Word for word, repeat each of the records below.

────────

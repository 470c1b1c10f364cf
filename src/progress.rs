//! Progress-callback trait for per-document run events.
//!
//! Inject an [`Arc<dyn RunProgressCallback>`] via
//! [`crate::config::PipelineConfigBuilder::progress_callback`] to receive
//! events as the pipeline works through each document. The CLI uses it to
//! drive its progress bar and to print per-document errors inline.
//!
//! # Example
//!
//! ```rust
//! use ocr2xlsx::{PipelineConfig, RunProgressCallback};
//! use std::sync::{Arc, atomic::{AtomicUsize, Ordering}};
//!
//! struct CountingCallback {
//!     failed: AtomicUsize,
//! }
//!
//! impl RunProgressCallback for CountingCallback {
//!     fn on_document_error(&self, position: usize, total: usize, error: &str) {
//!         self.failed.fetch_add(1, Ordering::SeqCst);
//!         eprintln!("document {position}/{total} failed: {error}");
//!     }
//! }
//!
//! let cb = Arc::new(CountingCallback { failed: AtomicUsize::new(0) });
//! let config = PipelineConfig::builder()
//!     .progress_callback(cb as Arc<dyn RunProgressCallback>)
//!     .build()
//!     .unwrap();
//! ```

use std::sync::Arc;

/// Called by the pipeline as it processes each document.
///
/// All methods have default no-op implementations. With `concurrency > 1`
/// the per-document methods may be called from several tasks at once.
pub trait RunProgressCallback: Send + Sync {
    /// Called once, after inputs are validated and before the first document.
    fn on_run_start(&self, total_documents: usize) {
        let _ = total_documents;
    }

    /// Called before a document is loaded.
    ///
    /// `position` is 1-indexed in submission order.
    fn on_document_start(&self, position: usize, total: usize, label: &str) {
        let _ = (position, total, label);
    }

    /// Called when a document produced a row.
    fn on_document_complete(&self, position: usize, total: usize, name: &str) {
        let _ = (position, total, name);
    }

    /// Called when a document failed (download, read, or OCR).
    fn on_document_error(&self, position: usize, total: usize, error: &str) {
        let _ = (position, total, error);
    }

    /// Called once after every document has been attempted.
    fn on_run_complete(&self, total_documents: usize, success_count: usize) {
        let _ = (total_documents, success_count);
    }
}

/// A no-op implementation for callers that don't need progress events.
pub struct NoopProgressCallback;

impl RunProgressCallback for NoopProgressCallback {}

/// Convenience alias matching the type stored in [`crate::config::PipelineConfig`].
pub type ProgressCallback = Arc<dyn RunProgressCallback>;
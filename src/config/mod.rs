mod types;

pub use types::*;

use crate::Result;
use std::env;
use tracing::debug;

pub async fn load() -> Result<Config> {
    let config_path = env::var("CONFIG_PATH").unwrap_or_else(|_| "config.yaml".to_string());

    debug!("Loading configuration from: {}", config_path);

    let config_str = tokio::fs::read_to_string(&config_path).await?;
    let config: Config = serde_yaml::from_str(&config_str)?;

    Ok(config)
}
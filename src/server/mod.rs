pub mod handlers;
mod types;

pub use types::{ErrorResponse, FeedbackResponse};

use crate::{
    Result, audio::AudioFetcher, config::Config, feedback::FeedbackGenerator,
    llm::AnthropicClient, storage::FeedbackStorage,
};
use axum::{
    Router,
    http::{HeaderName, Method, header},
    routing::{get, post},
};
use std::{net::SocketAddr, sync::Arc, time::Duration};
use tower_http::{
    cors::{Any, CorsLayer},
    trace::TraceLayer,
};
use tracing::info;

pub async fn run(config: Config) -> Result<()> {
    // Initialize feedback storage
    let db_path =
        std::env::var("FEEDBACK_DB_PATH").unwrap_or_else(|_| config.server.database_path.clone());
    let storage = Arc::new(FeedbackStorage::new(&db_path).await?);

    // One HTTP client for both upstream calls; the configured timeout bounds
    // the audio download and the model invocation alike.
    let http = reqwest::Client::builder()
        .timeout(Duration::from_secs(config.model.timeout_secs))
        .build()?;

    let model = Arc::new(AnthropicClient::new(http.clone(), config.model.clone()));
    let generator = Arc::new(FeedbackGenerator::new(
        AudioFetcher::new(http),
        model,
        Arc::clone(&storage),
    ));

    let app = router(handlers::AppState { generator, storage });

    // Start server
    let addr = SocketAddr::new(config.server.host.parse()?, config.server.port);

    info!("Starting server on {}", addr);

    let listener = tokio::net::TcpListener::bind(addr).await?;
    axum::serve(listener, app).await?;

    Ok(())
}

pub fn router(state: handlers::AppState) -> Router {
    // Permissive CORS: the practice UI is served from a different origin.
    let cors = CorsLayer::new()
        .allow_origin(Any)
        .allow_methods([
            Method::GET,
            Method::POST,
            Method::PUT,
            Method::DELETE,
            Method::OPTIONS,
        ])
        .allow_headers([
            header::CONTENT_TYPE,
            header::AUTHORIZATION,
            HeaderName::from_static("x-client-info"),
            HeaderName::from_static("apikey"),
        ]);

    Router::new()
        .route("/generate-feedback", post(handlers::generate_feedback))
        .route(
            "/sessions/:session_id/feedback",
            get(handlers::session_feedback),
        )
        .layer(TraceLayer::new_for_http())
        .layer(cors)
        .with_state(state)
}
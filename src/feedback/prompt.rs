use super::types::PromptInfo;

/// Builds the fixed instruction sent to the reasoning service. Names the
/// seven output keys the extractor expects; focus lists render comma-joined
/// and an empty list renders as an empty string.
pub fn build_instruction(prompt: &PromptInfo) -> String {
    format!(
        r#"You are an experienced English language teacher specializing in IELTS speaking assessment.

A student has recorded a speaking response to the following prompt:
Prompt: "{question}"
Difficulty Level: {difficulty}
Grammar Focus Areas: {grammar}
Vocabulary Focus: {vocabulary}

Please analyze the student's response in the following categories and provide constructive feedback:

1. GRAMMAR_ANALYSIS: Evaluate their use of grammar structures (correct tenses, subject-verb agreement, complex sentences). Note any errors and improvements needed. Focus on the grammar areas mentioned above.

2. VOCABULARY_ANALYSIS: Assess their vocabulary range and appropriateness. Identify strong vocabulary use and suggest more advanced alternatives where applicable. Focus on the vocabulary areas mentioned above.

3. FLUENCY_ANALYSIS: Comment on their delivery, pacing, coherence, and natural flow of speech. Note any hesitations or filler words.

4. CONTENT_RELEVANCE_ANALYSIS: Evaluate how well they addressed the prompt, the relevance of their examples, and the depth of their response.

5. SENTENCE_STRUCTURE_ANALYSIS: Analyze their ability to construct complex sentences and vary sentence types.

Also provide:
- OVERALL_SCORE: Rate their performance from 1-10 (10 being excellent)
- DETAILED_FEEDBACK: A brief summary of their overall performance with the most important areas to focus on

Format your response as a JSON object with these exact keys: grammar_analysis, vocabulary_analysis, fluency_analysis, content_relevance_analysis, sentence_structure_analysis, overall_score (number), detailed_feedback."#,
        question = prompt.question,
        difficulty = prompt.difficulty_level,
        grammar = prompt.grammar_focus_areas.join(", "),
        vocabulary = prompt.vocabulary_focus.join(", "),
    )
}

────────

● **Output below**
repository 470c1b1c10f364cf
filename src/progress.rs
//! Progress-callback trait for per-document run events.
//!
//! Inject an [`Arc<dyn RunProgressCallback>`] via
//! [`crate::config::PipelineConfigBuilder::progress_callback`] to receive
//! events as the pipeline works through each document. The CLI uses it to
//! drive its progress bar and to print per-document errors inline.
//!
//! # Example
//!
//! ```rust
//! use ocr2xlsx::{PipelineConfig, RunProgressCallback};
//! use std::sync::{Arc, atomic::{AtomicUsize, Ordering}};
//!
//! struct CountingCallback {
//!     failed: AtomicUsize,
//! }
//!
//! impl RunProgressCallback for CountingCallback {
//!     fn on_document_error(&self, position: usize, total: usize, error: &str) {
//!         self.failed.fetch_add(1, Ordering::SeqCst);
//!         eprintln!("document {position}/{total} failed: {error}");
//!     }
//! }
//!
//! let cb = Arc::new(CountingCallback { failed: AtomicUsize::new(0) });
//! let config = PipelineConfig::builder()
//!     .progress_callback(cb as Arc<dyn RunProgressCallback>)
//!     .build()
//!     .unwrap();
//! ```

use std::sync::Arc;

/// Called by the pipeline as it processes each document.
///
/// All methods have default no-op implementations. With `concurrency > 1`
/// the per-document methods may be called from several tasks at once.
pub trait RunProgressCallback: Send + Sync {
    /// Called once, after inputs are validated and before the first document.
    fn on_run_start(&self, total_documents: usize) {
        let _ = total_documents;
    }

    /// Called before a document is loaded.
    ///
    /// `position` is 1-indexed in submission order.
    fn on_document_start(&self, position: usize, total: usize, label: &str) {
        let _ = (position, total, label);
    }

    /// Called when a document produced a row.
    fn on_document_complete(&self, position: usize, total: usize, name: &str) {
        let _ = (position, total, name);
    }

    /// Called when a document failed (download, read, or OCR).
    fn on_document_error(&self, position: usize, total: usize, error: &str) {
        let _ = (position, total, error);
    }

    /// Called once after every document has been attempted.
    fn on_run_complete(&self, total_documents: usize, success_count: usize) {
        let _ = (total_documents, success_count);
    }
}

/// A no-op implementation for callers that don't need progress events.
pub struct NoopProgressCallback;

impl RunProgressCallback for NoopProgressCallback {}

/// Convenience alias matching the type stored in [`crate::config::PipelineConfig`].
pub type ProgressCallback = Arc<dyn RunProgressCallback>;
filename src/config/mod.rs
mod types;

pub use types::*;

use crate::Result;
use std::env;
use tracing::debug;

pub async fn load() -> Result<Config> {
    let config_path = env::var("CONFIG_PATH").unwrap_or_else(|_| "config.yaml".to_string());

    debug!("Loading configuration from: {}", config_path);

    let config_str = tokio::fs::read_to_string(&config_path).await?;
    let config: Config = serde_yaml::from_str(&config_str)?;

    Ok(config)
}
filename src/server/mod.rs
pub mod handlers;
mod types;

pub use types::{ErrorResponse, FeedbackResponse};

use crate::{
    Result, audio::AudioFetcher, config::Config, feedback::FeedbackGenerator,
    llm::AnthropicClient, storage::FeedbackStorage,
};
use axum::{
    Router,
    http::{HeaderName, Method, header},
    routing::{get, post},
};
use std::{net::SocketAddr, sync::Arc, time::Duration};
use tower_http::{
    cors::{Any, CorsLayer},
    trace::TraceLayer,
};
use tracing::info;

pub async fn run(config: Config) -> Result<()> {
    // Initialize feedback storage
    let db_path =
        std::env::var("FEEDBACK_DB_PATH").unwrap_or_else(|_| config.server.database_path.clone());
    let storage = Arc::new(FeedbackStorage::new(&db_path).await?);

    // One HTTP client for both upstream calls; the configured timeout bounds
    // the audio download and the model invocation alike.
    let http = reqwest::Client::builder()
        .timeout(Duration::from_secs(config.model.timeout_secs))
        .build()?;

    let model = Arc::new(AnthropicClient::new(http.clone(), config.model.clone()));
    let generator = Arc::new(FeedbackGenerator::new(
        AudioFetcher::new(http),
        model,
        Arc::clone(&storage),
    ));

    let app = router(handlers::AppState { generator, storage });

    // Start server
    let addr = SocketAddr::new(config.server.host.parse()?, config.server.port);

    info!("Starting server on {}", addr);

    let listener = tokio::net::TcpListener::bind(addr).await?;
    axum::serve(listener, app).await?;

    Ok(())
}

pub fn router(state: handlers::AppState) -> Router {
    // Permissive CORS: the practice UI is served from a different origin.
    let cors = CorsLayer::new()
        .allow_origin(Any)
        .allow_methods([
            Method::GET,
            Method::POST,
            Method::PUT,
            Method::DELETE,
            Method::OPTIONS,
        ])
        .allow_headers([
            header::CONTENT_TYPE,
            header::AUTHORIZATION,
            HeaderName::from_static("x-client-info"),
            HeaderName::from_static("apikey"),
        ]);

    Router::new()
        .route("/generate-feedback", post(handlers::generate_feedback))
        .route(
            "/sessions/:session_id/feedback",
            get(handlers::session_feedback),
        )
        .layer(TraceLayer::new_for_http())
        .layer(cors)
        .with_state(state)
}
filename src/feedback/prompt.rs
use super::types::PromptInfo;

/// Builds the fixed instruction sent to the reasoning service. Names the
/// seven output keys the extractor expects; focus lists render comma-joined
/// and an empty list renders as an empty string.
pub fn build_instruction(prompt: &PromptInfo) -> String {
    format!(
        r#"You are an experienced English language teacher specializing in IELTS speaking assessment.

A student has recorded a speaking response to the following prompt:
Prompt: "{question}"
Difficulty Level: {difficulty}
Grammar Focus Areas: {grammar}
Vocabulary Focus: {vocabulary}

Please analyze the student's response in the following categories and provide constructive feedback:

1. GRAMMAR_ANALYSIS: Evaluate their use of grammar structures (correct tenses, subject-verb agreement, complex sentences). Note any errors and improvements needed. Focus on the grammar areas mentioned above.

2. VOCABULARY_ANALYSIS: Assess their vocabulary range and appropriateness. Identify strong vocabulary use and suggest more advanced alternatives where applicable. Focus on the vocabulary areas mentioned above.

3. FLUENCY_ANALYSIS: Comment on their delivery, pacing, coherence, and natural flow of speech. Note any hesitations or filler words.

4. CONTENT_RELEVANCE_ANALYSIS: Evaluate how well they addressed the prompt, the relevance of their examples, and the depth of their response.

5. SENTENCE_STRUCTURE_ANALYSIS: Analyze their ability to construct complex sentences and vary sentence types.

Also provide:
- OVERALL_SCORE: Rate their performance from 1-10 (10 being excellent)
- DETAILED_FEEDBACK: A brief summary of their overall performance with the most important areas to focus on

Format your response as a JSON object with these exact keys: grammar_analysis, vocabulary_analysis, fluency_analysis, content_relevance_analysis, sentence_structure_analysis, overall_score (number), detailed_feedback."#,
        question = prompt.question,
        difficulty = prompt.difficulty_level,
        grammar = prompt.grammar_focus_areas.join(", "),
        vocabulary = prompt.vocabulary_focus.join(", "),
    )
}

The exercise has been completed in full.